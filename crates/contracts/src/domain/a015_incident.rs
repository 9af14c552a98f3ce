use chrono::{DateTime, Utc};
use serde::{Deserialize, Serialize};

use crate::domain::common::EntityId;
use crate::enums::{IncidentSeverity, IncidentStatus};

/// Security incident reported at a site; attachments go up as multipart
#[derive(Debug, Clone, PartialEq, Eq, Serialize, Deserialize)]
pub struct Incident {
    pub id: EntityId,
    pub site_id: EntityId,
    #[serde(default)]
    pub guard_id: Option<EntityId>,
    pub title: String,
    #[serde(default)]
    pub description: Option<String>,
    pub severity: IncidentSeverity,
    pub status: IncidentStatus,
    pub occurred_at: DateTime<Utc>,
    #[serde(default)]
    pub attachments: Vec<String>,
}

#[derive(Debug, Clone, Serialize, Deserialize)]
pub struct IncidentDto {
    pub site_id: EntityId,
    pub guard_id: Option<EntityId>,
    pub title: String,
    pub description: Option<String>,
    pub severity: IncidentSeverity,
    pub occurred_at: DateTime<Utc>,
}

----

▶ [WHAT THE EXERCISE ASKS] Begin with the line that contains "#[derive(Debug, Clone, Serialize, Deserialize)]" and end with the last line of the material above. Set down that range exactly.

▶ [ANSWER SPACE]
#[derive(Debug, Clone, Serialize, Deserialize)]
pub struct IncidentDto {
    pub site_id: EntityId,
    pub guard_id: Option<EntityId>,
    pub title: String,
    pub description: Option<String>,
    pub severity: IncidentSeverity,
    pub occurred_at: DateTime<Utc>,
}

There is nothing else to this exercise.